Саша очнулась, провела рукой по лицу, осмотрелась. По острову пронесся крик:
— Сынок! Петенька!
Упав на землю, шарила вокруг себя, точно слепая, ощупывала каждый камень, каждую кочку.
Проснувшийся Игорь съежился, наблюдая за ней.
— Петя!.. Сыночек! — жалобно звала Саша. В первый раз заплакала.
Игорь бросился к ней, обхватил ее руками и сам горько, по-детски, заплакал.
— Я похоронил его! — всхлипывая, прошептал он.
Саша резко отстранилась.
— Где?! — вырвался у нее не то крик, не то стон.
— Там, — указал Игорь на зеленеющий холмик.
Саша бросилась к могиле, стала разбрасывать камни. Игорь подскочил к ней, повис у нее на шее:
— Не надо, не надо! Ты опять будешь такая! Мне страшно! Страшно! Лучше бы меня убили! Лучше!
Саша остановилась.
Что-то шевельнулось в ее душе…
— Мы найдем дядю Андрея, — с отчаянием кричал Игорь. — Они убили бабушку, Петю… — Игорь вдруг бросился на землю, закрыл лицо руками: — За что они убили бабушку?! Разве она воевала с ними? За что они убили Петю? Если они убивают ребят, пускай и ребята их убивают, — отчаянно кричал он.
Саша смотрела на мальчика и молчала.
Наступила вторая ночь. С озера потянуло сыростью. Саша не отходила от могилы… Она не чувствовала холода…
«Найти Андрея!» — эта мысль была теперь с ней неотступно.
Игорь, исхудавший, пожелтевший, собрал черники, принес Саше, уговорил съесть хоть горсточку. Она с трудом проглотила несколько ягод, и снова глаза ее остановились на груде камней, покрывавших могилу сына.

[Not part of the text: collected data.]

//! Repository trait definitions (ports).
//!
//! These traits define the storage interface that the infrastructure layer
//! (parley-infra) implements and that the cache layer decorates. The core
//! crate never depends on any specific storage technology.

pub mod message;
pub mod session;

pub use message::MessageRepository;
pub use session::SessionRepository;
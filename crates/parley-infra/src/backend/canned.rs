//! Template-driven chat backend.
//!
//! Stands in for the consulting service's reply generator: every user
//! message gets an acknowledgment built from a configurable template.

use parley_core::chat::{ChatBackend, ChatReply};
use parley_types::config::BackendConfig;
use parley_types::error::ChatError;
use serde_json::json;
use tracing::debug;
use uuid::Uuid;

const CONTENT_PLACEHOLDER: &str = "{content}";

/// Replies with `template`, substituting `{content}` with the user's text.
#[derive(Debug, Clone)]
pub struct CannedReplyBackend {
    template: String,
}

impl CannedReplyBackend {
    pub fn new(template: impl Into<String>) -> Self {
        Self {
            template: template.into(),
        }
    }

    pub fn from_config(config: &BackendConfig) -> Self {
        Self::new(config.reply_template.clone())
    }

    fn render(&self, content: &str) -> String {
        self.template.replace(CONTENT_PLACEHOLDER, content.trim())
    }
}

impl Default for CannedReplyBackend {
    fn default() -> Self {
        Self::from_config(&BackendConfig::default())
    }
}

impl ChatBackend for CannedReplyBackend {
    async fn send_message(&self, session_id: &Uuid, content: &str) -> Result<ChatReply, ChatError> {
        if self.template.trim().is_empty() {
            return Err(ChatError::Backend("reply template is empty".to_string()));
        }
        debug!(session_id = %session_id, chars = content.chars().count(), "Rendering canned reply");
        Ok(ChatReply {
            content: self.render(content),
            metadata: Some(json!({ "generator": "canned" })),
        })
    }
}
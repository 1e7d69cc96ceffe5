//! Error types for the triad SDK
//!
//! Every precondition is checked before any work is done, so an `Err` never
//! leaves a half-built value behind.

use alloy_primitives::{Address, U256};
use thiserror::Error;

/// Result alias used across the library
pub type Result<T> = std::result::Result<T, SdkError>;

#[derive(Error, Debug, Clone, PartialEq, Eq)]
pub enum SdkError {
    /// Operands (or a trade and its target chain) live on different chains
    #[error("operation on different chains: {left} vs {right}")]
    ChainMismatch { left: u64, right: u64 },

    /// A token was compared or swapped against itself
    #[error("identical token {0}")]
    IdenticalToken(Address),

    /// Arithmetic between amounts of two different tokens
    #[error("amounts must be of the same token: {left} vs {right}")]
    MismatchedToken { left: Address, right: Address },

    #[error("subtraction would go negative: {minuend} - {subtrahend}")]
    NegativeAmount { minuend: U256, subtrahend: U256 },

    #[error("amount overflows 256 bits")]
    AmountOverflow,

    #[error("invalid slippage: {0} bps")]
    InvalidSlippage(i64),

    #[error("deadline must be greater than 0 (got {0}s)")]
    InvalidDeadline(i64),

    /// Wrapped-native leg is not where the router expects it
    #[error("invalid swap path: {0}")]
    InvalidPath(String),

    #[error("invalid address '{0}'")]
    InvalidAddress(String),

    /// No factory / wrapped-native / RPC entry for this chain
    #[error("unsupported chain id {0}")]
    UnsupportedChain(u64),

    /// Propagated from the JSON-RPC collaborator. `status` is the HTTP status
    /// or the JSON-RPC error code when one was returned.
    #[error("transport error{}: {message}", .status.map(|s| format!(" ({s})")).unwrap_or_default())]
    Transport { status: Option<i64>, message: String },

    #[error("failed to decode call result: {0}")]
    Decode(String),
}

impl From<reqwest::Error> for SdkError {
    fn from(e: reqwest::Error) -> Self {
        SdkError::Transport {
            status: e.status().map(|s| i64::from(s.as_u16())),
            message: e.to_string(),
        }
    }
}

impl From<alloy_sol_types::Error> for SdkError {
    fn from(e: alloy_sol_types::Error) -> Self {
        SdkError::Decode(e.to_string())
    }
}

#[cfg(test)]
mod tests {
    use super::*;

    #[test]
    fn test_transport_error_display() {
        let with_status = SdkError::Transport { status: Some(503), message: "unavailable".into() };
        assert_eq!(with_status.to_string(), "transport error (503): unavailable");

        let without = SdkError::Transport { status: None, message: "connection reset".into() };
        assert_eq!(without.to_string(), "transport error: connection reset");
    }
}
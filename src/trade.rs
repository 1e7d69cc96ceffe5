//! Trades through a triad and their slippage bounds
//!
//! A trade has two input legs and one output leg. Bounds are computed with
//! multiply-then-divide on `U256`, never floats.

use alloy_primitives::U256;
use serde::{Deserialize, Serialize};

use crate::amount::TokenAmount;
use crate::constants::BPS_DENOMINATOR;
use crate::error::{Result, SdkError};
use crate::tokens::Token;

#[derive(Debug, Clone, Copy, PartialEq, Eq, Serialize, Deserialize)]
pub enum TradeType {
    /// Both inputs are fixed; the output is a quote
    ExactInput,
    /// The output is fixed; the inputs are quotes
    ExactOutput,
}

impl std::fmt::Display for TradeType {
    fn fmt(&self, f: &mut std::fmt::Formatter<'_>) -> std::fmt::Result {
        match self {
            TradeType::ExactInput => write!(f, "EXACT_INPUT"),
            TradeType::ExactOutput => write!(f, "EXACT_OUTPUT"),
        }
    }
}

/// One quoted swap: `input1 + input2 -> output`
#[derive(Debug, Clone, PartialEq, Eq, Serialize, Deserialize)]
pub struct Trade {
    input1: TokenAmount,
    input2: TokenAmount,
    output: TokenAmount,
    trade_type: TradeType,
}

/// Checked `value * numerator / BPS_DENOMINATOR`, rounded down or up
fn scale_bps(value: U256, numerator: u64, round_up: bool) -> Result<U256> {
    let denominator = U256::from(BPS_DENOMINATOR);
    let product = value
        .checked_mul(U256::from(numerator))
        .ok_or(SdkError::AmountOverflow)?;
    let quotient = product / denominator;
    if round_up && !(product % denominator).is_zero() {
        return quotient.checked_add(U256::from(1u64)).ok_or(SdkError::AmountOverflow);
    }
    Ok(quotient)
}

fn ensure_slippage(slippage_bps: i64) -> Result<u64> {
    u64::try_from(slippage_bps).map_err(|_| SdkError::InvalidSlippage(slippage_bps))
}

impl Trade {
    /// All three legs must be on the same chain
    pub fn new(input1: TokenAmount, input2: TokenAmount, output: TokenAmount, trade_type: TradeType) -> Result<Self> {
        let chain = input1.token().chain_id();
        for leg in [&input2, &output] {
            if leg.token().chain_id() != chain {
                return Err(SdkError::ChainMismatch {
                    left: chain.id(),
                    right: leg.token().chain_id().id(),
                });
            }
        }
        Ok(Self { input1, input2, output, trade_type })
    }

    pub fn input1(&self) -> &TokenAmount {
        &self.input1
    }

    pub fn input2(&self) -> &TokenAmount {
        &self.input2
    }

    pub fn output(&self) -> &TokenAmount {
        &self.output
    }

    pub fn trade_type(&self) -> TradeType {
        self.trade_type
    }

    pub fn input_amounts(&self) -> [&TokenAmount; 2] {
        [&self.input1, &self.input2]
    }

    /// `[input1, input2, output]` tokens in the trade's own leg order
    pub fn path(&self) -> [&Token; 3] {
        [self.input1.token(), self.input2.token(), self.output.token()]
    }

    /// Worst-case output the caller accepts at `slippage_bps`.
    ///
    /// Exact-output trades return the fixed output unchanged. Exact-input
    /// trades return `floor(output * (10000 - bps) / 10000)`, which is 0 from
    /// 10000 bps up.
    pub fn min_amount_out(&self, slippage_bps: i64) -> Result<TokenAmount> {
        let bps = ensure_slippage(slippage_bps)?;
        match self.trade_type {
            TradeType::ExactOutput => Ok(self.output.clone()),
            TradeType::ExactInput => {
                let bounded = scale_bps(self.output.raw(), BPS_DENOMINATOR.saturating_sub(bps), false)?;
                Ok(TokenAmount::new(bounded, self.output.token().clone()))
            }
        }
    }

    /// Worst-case inputs the caller accepts at `slippage_bps`.
    ///
    /// Exact-input trades return the fixed inputs unchanged. Exact-output
    /// trades scale the combined input up by `(10000 + bps) / 10000`, rounded
    /// up, and split the added margin evenly between the legs. An odd unit of
    /// margin goes to `input1`.
    pub fn max_amounts_in(&self, slippage_bps: i64) -> Result<[TokenAmount; 2]> {
        let bps = ensure_slippage(slippage_bps)?;
        match self.trade_type {
            TradeType::ExactInput => Ok([self.input1.clone(), self.input2.clone()]),
            TradeType::ExactOutput => {
                let total = self
                    .input1
                    .raw()
                    .checked_add(self.input2.raw())
                    .ok_or(SdkError::AmountOverflow)?;
                let numerator = BPS_DENOMINATOR.checked_add(bps).ok_or(SdkError::AmountOverflow)?;
                let bounded = scale_bps(total, numerator, true)?;
                let margin = bounded - total;
                let half = margin / U256::from(2u64);

                let first = self
                    .input1
                    .raw()
                    .checked_add(margin - half)
                    .ok_or(SdkError::AmountOverflow)?;
                let second = self
                    .input2
                    .raw()
                    .checked_add(half)
                    .ok_or(SdkError::AmountOverflow)?;

                Ok([
                    TokenAmount::new(first, self.input1.token().clone()),
                    TokenAmount::new(second, self.input2.token().clone()),
                ])
            }
        }
    }
}

// ============================================
// TESTS
// ============================================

На третьи сутки вечером со стороны Падан донеслась ружейная и пулеметная стрельба. Выстрелы как бы вернули Сашу к жизни. Что делается там, на берегу? Темнота ночи плотно окутывала все окружающее… И хоть выстрелы скоро прекратились и сюда уже не долетало ни одного звука, Саша все еще стояла у самой воды, вглядываясь вдаль.
Ночью Игорь стал бредить. Саша положила его голову к себе на колени, согрела его руки дыханием. Сын… Слезы падали на пылающее лицо Игоря.
Весь день мальчик пролежал тихо, без жалоб. Иногда он просил пить. Саша брала сделанный ею из березовой коры ковшик и приносила воду.
К вечеру Игорю стало хуже. Совсем обессилев, Саша сидела возле, прикладывала к его голове смоченную в холодной воде тряпку.
— Умрем мы здесь, — вдруг совершенно отчетливо проговорил Игорь, не открывая глаз.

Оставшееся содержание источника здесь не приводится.